**EXERCISE BRIEF:** The answer must be a single number: how many lines below contain "CredentialRevoked".

**RECORDS SUPPLIED:**
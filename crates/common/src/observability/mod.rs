//! Observability primitives
//!
//! - Job metrics collection, flushing and export ([`metrics`])

pub mod metrics;

pub use metrics::{MetricsCollector, MetricsConfig, MetricsError, MetricsResult, MetricsSnapshot};
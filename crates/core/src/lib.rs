//! # Postgate Core
//!
//! Publishing use case - no infrastructure dependencies.
//!
//! This crate contains:
//! - Port interfaces (traits) for every collaborator the publish flow talks
//!   to: the platform API, credential storage, scheduling, notification and
//!   business records
//! - [`PublishOrchestrator`], which runs one job through admission, the
//!   external call, categorization and retry scheduling
//!
//! ## Architecture Principles
//! - Depends only on `postgate-common` and `postgate-domain`
//! - No HTTP, database or queue code
//! - All external dependencies via traits

pub mod publish;

pub use publish::ports;
pub use publish::ports::{
    CredentialNotifier, CredentialStore, JobQueue, PublishRecords, Publisher, RevocationNotice,
    WorkPauser,
};
pub use publish::{
    DeferReason, OrchestratorConfig, PublishOrchestrator, PublishOutcome, PublishPorts,
};
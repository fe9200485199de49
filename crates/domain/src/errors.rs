//! Error types used throughout the application

use serde::{Deserialize, Serialize};
use thiserror::Error;

/// Main error type for Postgate
#[derive(Error, Debug, Clone, PartialEq, Eq, Serialize, Deserialize)]
#[serde(tag = "type", content = "message")]
pub enum PostgateError {
    #[error("Store error: {0}")]
    Store(String),

    #[error("Configuration error: {0}")]
    Config(String),

    #[error("Publish error: {0}")]
    Publish(String),

    #[error("Collaborator error: {0}")]
    Collaborator(String),

    #[error("Not found: {0}")]
    NotFound(String),

    #[error("Invalid input: {0}")]
    InvalidInput(String),

    #[error("Internal error: {0}")]
    Internal(String),
}

/// Result type alias for Postgate operations
pub type Result<T> = std::result::Result<T, PostgateError>;
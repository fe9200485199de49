//! # Postgate Domain
//!
//! Business domain types for the publishing pipeline.
//!
//! This crate contains:
//! - Publish jobs, content payloads and receipts
//! - The structured failure returned by the third-party publish call
//! - Credentials handed to the publisher
//! - Domain error types and Result definitions
//!
//! ## Architecture
//! - No dependencies on other Postgate crates
//! - Only external dependencies allowed
//! - Pure domain models and data structures

pub mod constants;
pub mod errors;
pub mod macros;
pub mod types;

// Re-export commonly used items
pub use errors::*;
pub use types::*;
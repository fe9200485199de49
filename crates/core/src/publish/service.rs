//! Publish orchestration service - core business logic

use std::sync::Arc;
use std::time::{Duration, Instant};

use postgate_common::resilience::ConfigResult;
use postgate_common::{
    apply_jitter, categorize, AdaptiveRateLimiter, CategorizedError, CircuitBreaker, Clock,
    ErrorCategory, MetricsCollector, SystemClock,
};
use postgate_domain::constants::{truncate_reason, PAUSE_REASON_CREDENTIALS_REVOKED};
use postgate_domain::{Credentials, PublishFailure, PublishJob, PublishReceipt};
use tracing::{debug, error, info, instrument, warn};

use super::ports::{
    CredentialNotifier, CredentialStore, PublishRecords, Publisher, RevocationNotice, WorkPauser,
};
use super::{DeferReason, OrchestratorConfig, PublishOutcome};

/// Collaborators the orchestrator calls out to
#[derive(Clone)]
pub struct PublishPorts {
    pub publisher: Arc<dyn Publisher>,
    pub credentials: Arc<dyn CredentialStore>,
    pub pauser: Arc<dyn WorkPauser>,
    pub notifier: Arc<dyn CredentialNotifier>,
    pub records: Arc<dyn PublishRecords>,
}

/// Where a failed attempt stopped
enum AttemptError {
    /// Credentials could not be loaded; the platform was never called
    Credentials(PublishFailure),
    Platform(PublishFailure),
}

/// Runs publish jobs through admission, the external call and retry policy
pub struct PublishOrchestrator<C: Clock = SystemClock> {
    config: OrchestratorConfig,
    ports: PublishPorts,
    limiter: Arc<AdaptiveRateLimiter<C>>,
    breaker: Arc<CircuitBreaker<C>>,
    metrics: Arc<MetricsCollector<C>>,
}

impl<C: Clock> std::fmt::Debug for PublishOrchestrator<C> {
    fn fmt(&self, f: &mut std::fmt::Formatter<'_>) -> std::fmt::Result {
        f.debug_struct("PublishOrchestrator").field("config", &self.config).finish()
    }
}

impl<C: Clock> PublishOrchestrator<C> {
    pub fn new(
        config: OrchestratorConfig,
        ports: PublishPorts,
        limiter: Arc<AdaptiveRateLimiter<C>>,
        breaker: Arc<CircuitBreaker<C>>,
        metrics: Arc<MetricsCollector<C>>,
    ) -> ConfigResult<Self> {
        config.validate()?;
        Ok(Self { config, ports, limiter, breaker, metrics })
    }

    pub fn config(&self) -> &OrchestratorConfig {
        &self.config
    }

    pub fn metrics(&self) -> &Arc<MetricsCollector<C>> {
        &self.metrics
    }

    /// Run one attempt of `job`.
    #[instrument(
        skip_all,
        fields(
            job_id = %job.id,
            principal = %job.principal_id,
            endpoint = %job.endpoint_key,
            attempt = job.attempt,
        )
    )]
    pub async fn execute(&self, job: &PublishJob) -> PublishOutcome {
        let admission = self.limiter.check_admission(&job.principal_id).await;
        if !admission.allowed {
            self.metrics.record_rate_limit_hit();
            let delay = admission.wait.unwrap_or(self.limiter.config().base_delay);
            debug!(delay_ms = delay.as_millis() as u64, reason = ?admission.reason, "Deferred by rate limiter");
            return PublishOutcome::Deferred { delay, reason: DeferReason::RateLimited };
        }

        let breaker = self.breaker.check(&job.endpoint_key).await;
        if !breaker.allowed {
            self.metrics.record_circuit_breaker_open();
            let delay = breaker.retry_in.unwrap_or(self.breaker.config().open_duration);
            debug!(delay_ms = delay.as_millis() as u64, "Deferred by open circuit");
            return PublishOutcome::Deferred { delay, reason: DeferReason::CircuitOpen };
        }

        self.metrics.record_job_start();
        let started = Instant::now();

        match self.attempt(job).await {
            Ok(receipt) => self.on_success(job, receipt, started.elapsed()).await,
            Err(AttemptError::Credentials(failure)) => {
                self.on_failure(job, &failure, false, started.elapsed()).await
            }
            Err(AttemptError::Platform(failure)) => {
                self.on_failure(job, &failure, true, started.elapsed()).await
            }
        }
    }

    async fn attempt(&self, job: &PublishJob) -> Result<PublishReceipt, AttemptError> {
        let credentials: Credentials = self
            .ports
            .credentials
            .credentials(&job.principal_id)
            .await
            .map_err(AttemptError::Credentials)?;
        let timeout = self.config.publish_timeout;

        match tokio::time::timeout(timeout, self.ports.publisher.publish(&job.content, &credentials))
            .await
        {
            Ok(result) => result.map_err(AttemptError::Platform),
            Err(_) => Err(AttemptError::Platform(PublishFailure::timeout(timeout))),
        }
    }

    async fn on_success(
        &self,
        job: &PublishJob,
        receipt: PublishReceipt,
        latency: Duration,
    ) -> PublishOutcome {
        self.limiter.report_success(&job.principal_id).await;
        self.breaker.record_success(&job.endpoint_key).await;
        self.metrics.record_job_success(latency);

        if let Err(err) = self.ports.records.mark_published(job, &receipt).await {
            error!(error = %err, "Failed to mark content published");
        }
        info!(receipt_id = %receipt.id, latency_ms = latency.as_millis() as u64, "Published");
        PublishOutcome::Published { receipt }
    }

    /// `reached_platform` is false when the attempt failed before the
    /// publisher was called; the limiter and breaker only hear about
    /// platform failures.
    async fn on_failure(
        &self,
        job: &PublishJob,
        failure: &PublishFailure,
        reached_platform: bool,
        latency: Duration,
    ) -> PublishOutcome {
        let categorized = categorize(failure);
        let category = categorized.category;
        let policy = categorized.policy;

        if reached_platform {
            self.limiter.report_failure(&job.principal_id, failure.retry_after.as_deref()).await;
            if policy.use_circuit_breaker && self.breaker.record_failure(&job.endpoint_key).await {
                self.metrics.record_circuit_breaker_open();
            }
        } else {
            debug!("Credential lookup failed before the platform call");
        }
        self.metrics.record_job_failure(category, latency);

        warn!(
            category = %category,
            http_status = ?failure.http_status,
            error = %failure.message,
            "Publish attempt failed"
        );

        if category == ErrorCategory::CredentialRevoked {
            return self.revoke(job, &categorized).await;
        }

        if !policy.retryable || job.attempt >= policy.max_attempts || job.queue_budget_exhausted() {
            return self.fail(job, &categorized).await;
        }

        if policy.requires_credential_refresh {
            if let Err(refresh_failure) = self.ports.credentials.refresh(&job.principal_id).await {
                let refresh = categorize(&refresh_failure);
                if refresh.category == ErrorCategory::CredentialRevoked {
                    return self.revoke(job, &refresh).await;
                }
                warn!(category = %refresh.category, error = %refresh_failure.message, "Credential refresh failed");
            } else {
                debug!("Credentials refreshed");
            }
        }

        let index = usize::try_from(job.attempt.saturating_sub(1)).unwrap_or(usize::MAX);
        let delay = apply_jitter(policy.backoff_delay(index), self.config.retry_jitter_percent);
        self.metrics.record_job_retry();
        debug!(category = %category, delay_ms = delay.as_millis() as u64, "Retry scheduled");

        PublishOutcome::RetryScheduled { delay, category, next_attempt: job.attempt.saturating_add(1) }
    }

    async fn fail(&self, job: &PublishJob, categorized: &CategorizedError) -> PublishOutcome {
        let reason = truncate_reason(&categorized.to_string());
        if let Err(err) = self.ports.records.mark_failed(job, &reason).await {
            error!(error = %err, "Failed to mark content failed");
        }
        info!(category = %categorized.category, "Publish failed permanently");
        PublishOutcome::Failed { category: categorized.category, reason }
    }

    /// Stop everything scheduled for the principal and tell them once.
    async fn revoke(&self, job: &PublishJob, categorized: &CategorizedError) -> PublishOutcome {
        let principal = job.principal_id.as_str();

        let paused_jobs = match self
            .ports
            .pauser
            .pause_scheduled_work(principal, PAUSE_REASON_CREDENTIALS_REVOKED)
            .await
        {
            Ok(count) => count,
            Err(err) => {
                error!(error = %err, "Failed to pause scheduled work after revocation");
                0
            }
        };

        let notice = RevocationNotice {
            job_id: job.id.clone(),
            endpoint_key: job.endpoint_key.clone(),
            message: categorized.raw.message.clone(),
            paused_jobs,
        };
        if let Err(err) = self.ports.notifier.notify_credentials_expired(principal, &notice).await {
            error!(error = %err, "Failed to notify principal about revoked credentials");
        }

        let reason = truncate_reason(&categorized.to_string());
        if let Err(err) = self.ports.records.mark_failed(job, &reason).await {
            error!(error = %err, "Failed to mark content failed");
        }

        warn!(paused_jobs, "Credentials revoked, scheduled work paused");
        PublishOutcome::CredentialsRevoked { paused_jobs }
    }
}
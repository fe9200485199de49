//! Common utility functions
//!
//! - **[`serde`]**: Serialization helpers for durations in config files

pub mod serde;

pub use self::serde::duration_millis;
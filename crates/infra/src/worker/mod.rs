//! Publish worker runtime
//!
//! [`PublishWorker`] pulls jobs from a [`JobQueue`](postgate_core::JobQueue),
//! runs each through the orchestrator with bounded concurrency, and hands the
//! outcome back to the queue.

pub mod error;
pub mod publish_worker;

use std::time::Duration;

use postgate_common::duration_millis;
use postgate_domain::{PostgateError, Result};
use serde::{Deserialize, Serialize};

pub use error::{WorkerError, WorkerResult};
pub use publish_worker::PublishWorker;

/// Largest accepted `concurrency`
pub const MAX_CONCURRENCY: usize = 1024;

/// Worker loop settings
#[derive(Debug, Clone, PartialEq, Eq, Serialize, Deserialize)]
#[serde(default)]
pub struct WorkerConfig {
    /// Jobs processed in parallel by one worker
    pub concurrency: usize,
    /// Wait before polling again after an empty queue or a queue error
    #[serde(with = "duration_millis")]
    pub poll_interval: Duration,
    /// How long `stop` waits for in-flight jobs
    #[serde(with = "duration_millis")]
    pub shutdown_timeout: Duration,
}

impl Default for WorkerConfig {
    fn default() -> Self {
        Self {
            concurrency: 2,
            poll_interval: Duration::from_secs(1),
            shutdown_timeout: Duration::from_secs(30),
        }
    }
}

impl WorkerConfig {
    /// # Errors
    /// Returns `PostgateError::Config` for out-of-range settings.
    pub fn validate(&self) -> Result<()> {
        if self.concurrency == 0 || self.concurrency > MAX_CONCURRENCY {
            return Err(PostgateError::Config(format!(
                "worker concurrency must be between 1 and {MAX_CONCURRENCY}"
            )));
        }
        if self.poll_interval.is_zero() {
            return Err(PostgateError::Config(
                "worker poll_interval must be greater than zero".to_string(),
            ));
        }
        if self.shutdown_timeout.is_zero() {
            return Err(PostgateError::Config(
                "worker shutdown_timeout must be greater than zero".to_string(),
            ));
        }
        Ok(())
    }
}
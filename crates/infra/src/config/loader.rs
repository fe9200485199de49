//! Configuration loader
//!
//! Loads worker configuration from environment variables or files.
//!
//! ## Loading Strategy
//! 1. First, applies any `POSTGATE_*` environment variables to the defaults
//! 2. If none are set, falls back to loading from a file
//! 3. Probes multiple paths for config files
//! 4. Supports JSON and TOML formats
//! 5. With no variables and no file, the defaults are used
//!
//! ## Environment Variables
//! - `POSTGATE_RATE_LIMIT_ENABLED`: Whether the limiter is enabled
//! - `POSTGATE_RATE_LIMIT_BASE_DELAY_MS`: Minimum spacing per principal
//! - `POSTGATE_RATE_LIMIT_MAX_DELAY_MS`: Ceiling for the adaptive delay
//! - `POSTGATE_RATE_LIMIT_JITTER_PERCENT`: Jitter fraction (0.0 - 1.0)
//! - `POSTGATE_CIRCUIT_ENABLED`: Whether the circuit breaker is enabled
//! - `POSTGATE_CIRCUIT_FAILURE_THRESHOLD`: Failures that open a circuit
//! - `POSTGATE_CIRCUIT_OPEN_DURATION_MS`: Time a circuit stays open
//! - `POSTGATE_CIRCUIT_HALF_OPEN_MAX_ATTEMPTS`: Probes allowed in half-open
//! - `POSTGATE_METRICS_ENABLED`: Whether metrics are collected
//! - `POSTGATE_METRICS_FLUSH_INTERVAL_MS`: Period of the shared-store flush
//! - `POSTGATE_METRICS_RETENTION_MS`: Timeline retention in the shared store
//! - `POSTGATE_PUBLISH_TIMEOUT_MS`: Upper bound on one publish call
//! - `POSTGATE_RETRY_JITTER_PERCENT`: Jitter fraction on retry delays
//! - `POSTGATE_WORKER_CONCURRENCY`: Jobs processed in parallel
//! - `POSTGATE_WORKER_POLL_INTERVAL_MS`: Idle wait between empty polls
//! - `POSTGATE_WORKER_SHUTDOWN_TIMEOUT_MS`: Grace period for in-flight jobs
//! - `POSTGATE_LOG_LEVEL`: Default tracing filter when `RUST_LOG` is unset
//! - `POSTGATE_LOG_JSON`: Emit JSON log lines (true/false)
//!
//! ## File Locations
//! The loader probes the following paths (in order):
//! 1. `./postgate.toml` or `./postgate.json` (current working directory)
//! 2. `./config.toml` or `./config.json` (current working directory)
//! 3. The same names next to the executable

use std::path::{Path, PathBuf};
use std::str::FromStr;
use std::time::Duration;

use postgate_domain::{PostgateError, Result};

use super::PostgateConfig;
use crate::errors::InfraError;

const CONFIG_FILE_NAMES: [&str; 4] =
    ["postgate.toml", "postgate.json", "config.toml", "config.json"];

/// Load configuration with automatic fallback strategy
///
/// Environment variables win when at least one is set. Otherwise the first
/// config file found by [`probe_config_paths`] is used, and with no file the
/// defaults apply.
///
/// # Errors
/// Returns `PostgateError::Config` if a variable or file is present but
/// invalid.
pub fn load() -> Result<PostgateConfig> {
    match load_from_env()? {
        Some(config) => {
            tracing::info!("Configuration loaded from environment variables");
            Ok(config)
        }
        None => match probe_config_paths() {
            Some(path) => load_from_file(Some(path)),
            None => {
                tracing::info!("No configuration found, using defaults");
                Ok(PostgateConfig::default())
            }
        },
    }
}

/// Load configuration from environment variables
///
/// Returns `Ok(None)` when no `POSTGATE_*` variable is set. Unset variables
/// keep their defaults.
///
/// # Errors
/// Returns `PostgateError::Config` if a variable has an invalid value or the
/// resulting configuration fails validation.
pub fn load_from_env() -> Result<Option<PostgateConfig>> {
    let mut config = PostgateConfig::default();
    let mut found = false;

    let limiter = &mut config.rate_limiter;
    found |= apply(&mut limiter.enabled, env_bool("POSTGATE_RATE_LIMIT_ENABLED"));
    found |= apply(&mut limiter.base_delay, env_millis("POSTGATE_RATE_LIMIT_BASE_DELAY_MS")?);
    found |= apply(&mut limiter.max_delay, env_millis("POSTGATE_RATE_LIMIT_MAX_DELAY_MS")?);
    found |= apply(&mut limiter.jitter_percent, env_parse("POSTGATE_RATE_LIMIT_JITTER_PERCENT")?);

    let breaker = &mut config.circuit_breaker;
    found |= apply(&mut breaker.enabled, env_bool("POSTGATE_CIRCUIT_ENABLED"));
    found |= apply(&mut breaker.failure_threshold, env_parse("POSTGATE_CIRCUIT_FAILURE_THRESHOLD")?);
    found |= apply(&mut breaker.open_duration, env_millis("POSTGATE_CIRCUIT_OPEN_DURATION_MS")?);
    found |= apply(
        &mut breaker.half_open_max_attempts,
        env_parse("POSTGATE_CIRCUIT_HALF_OPEN_MAX_ATTEMPTS")?,
    );

    let metrics = &mut config.metrics;
    found |= apply(&mut metrics.enabled, env_bool("POSTGATE_METRICS_ENABLED"));
    found |= apply(&mut metrics.flush_interval, env_millis("POSTGATE_METRICS_FLUSH_INTERVAL_MS")?);
    found |= apply(&mut metrics.retention, env_millis("POSTGATE_METRICS_RETENTION_MS")?);

    let orchestrator = &mut config.orchestrator;
    found |= apply(&mut orchestrator.publish_timeout, env_millis("POSTGATE_PUBLISH_TIMEOUT_MS")?);
    found |= apply(
        &mut orchestrator.retry_jitter_percent,
        env_parse("POSTGATE_RETRY_JITTER_PERCENT")?,
    );

    let worker = &mut config.worker;
    found |= apply(&mut worker.concurrency, env_parse("POSTGATE_WORKER_CONCURRENCY")?);
    found |= apply(&mut worker.poll_interval, env_millis("POSTGATE_WORKER_POLL_INTERVAL_MS")?);
    found |=
        apply(&mut worker.shutdown_timeout, env_millis("POSTGATE_WORKER_SHUTDOWN_TIMEOUT_MS")?);

    let logging = &mut config.logging;
    found |= apply(&mut logging.level, std::env::var("POSTGATE_LOG_LEVEL").ok());
    found |= apply(&mut logging.json, env_bool("POSTGATE_LOG_JSON"));

    if !found {
        return Ok(None);
    }

    config.validate()?;
    Ok(Some(config))
}

/// Load configuration from a file
///
/// If `path` is `None`, probes multiple locations for config files.
/// Supports both JSON and TOML formats (detected by file extension).
///
/// # Errors
/// Returns `PostgateError::Config` if:
/// - File not found (when path is specified)
/// - No config file found (when path is `None`)
/// - File format is invalid
/// - A setting fails validation
pub fn load_from_file(path: Option<PathBuf>) -> Result<PostgateConfig> {
    let config_path = match path {
        Some(p) => {
            if !p.exists() {
                return Err(PostgateError::Config(format!(
                    "Config file not found: {}",
                    p.display()
                )));
            }
            p
        }
        None => probe_config_paths().ok_or_else(|| {
            PostgateError::Config(
                "No config file found in any of the standard locations".to_string(),
            )
        })?,
    };

    tracing::info!(path = %config_path.display(), "Loading configuration from file");

    let contents = std::fs::read_to_string(&config_path).map_err(InfraError::from)?;
    let config = parse_config(&contents, &config_path)?;
    config.validate()?;
    Ok(config)
}

/// Parse configuration from string content
///
/// Format is detected by file extension (`.json` or `.toml`).
fn parse_config(contents: &str, path: &Path) -> Result<PostgateConfig> {
    let extension = path.extension().and_then(|e| e.to_str()).unwrap_or("toml");

    match extension {
        "toml" => Ok(toml::from_str(contents).map_err(InfraError::from)?),
        "json" => Ok(serde_json::from_str(contents).map_err(InfraError::from)?),
        _ => Err(PostgateError::Config(format!("Unsupported config format: {extension}"))),
    }
}

/// Probe multiple paths for configuration files
///
/// # Returns
/// The first config file found, or `None` if no file exists.
pub fn probe_config_paths() -> Option<PathBuf> {
    let mut dirs = Vec::new();

    if let Ok(cwd) = std::env::current_dir() {
        dirs.push(cwd);
    }
    if let Ok(exe_path) = std::env::current_exe() {
        if let Some(exe_dir) = exe_path.parent() {
            dirs.push(exe_dir.to_path_buf());
        }
    }

    dirs.iter()
        .flat_map(|dir| CONFIG_FILE_NAMES.iter().map(move |name| dir.join(name)))
        .find(|path| path.exists())
}

fn apply<T>(slot: &mut T, value: Option<T>) -> bool {
    match value {
        Some(value) => {
            *slot = value;
            true
        }
        None => false,
    }
}

/// Parse an optional environment variable
///
/// # Errors
/// Returns `PostgateError::Config` if the variable is set but does not parse.
fn env_parse<T>(key: &str) -> Result<Option<T>>
where
    T: FromStr,
    T::Err: std::fmt::Display,
{
    match std::env::var(key) {
        Ok(raw) => raw
            .trim()
            .parse::<T>()
            .map(Some)
            .map_err(|e| PostgateError::Config(format!("Invalid value for {key}: {e}"))),
        Err(_) => Ok(None),
    }
}

fn env_millis(key: &str) -> Result<Option<Duration>> {
    Ok(env_parse::<u64>(key)?.map(Duration::from_millis))
}

/// Parse boolean from environment variable
///
/// Accepts: `1`/`0`, `true`/`false`, `yes`/`no`, `on`/`off` (case-insensitive)
fn env_bool(key: &str) -> Option<bool> {
    std::env::var(key)
        .ok()
        .map(|s| matches!(s.to_ascii_lowercase().as_str(), "1" | "true" | "yes" | "on"))
}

**PROBLEM SOLUTION:** 2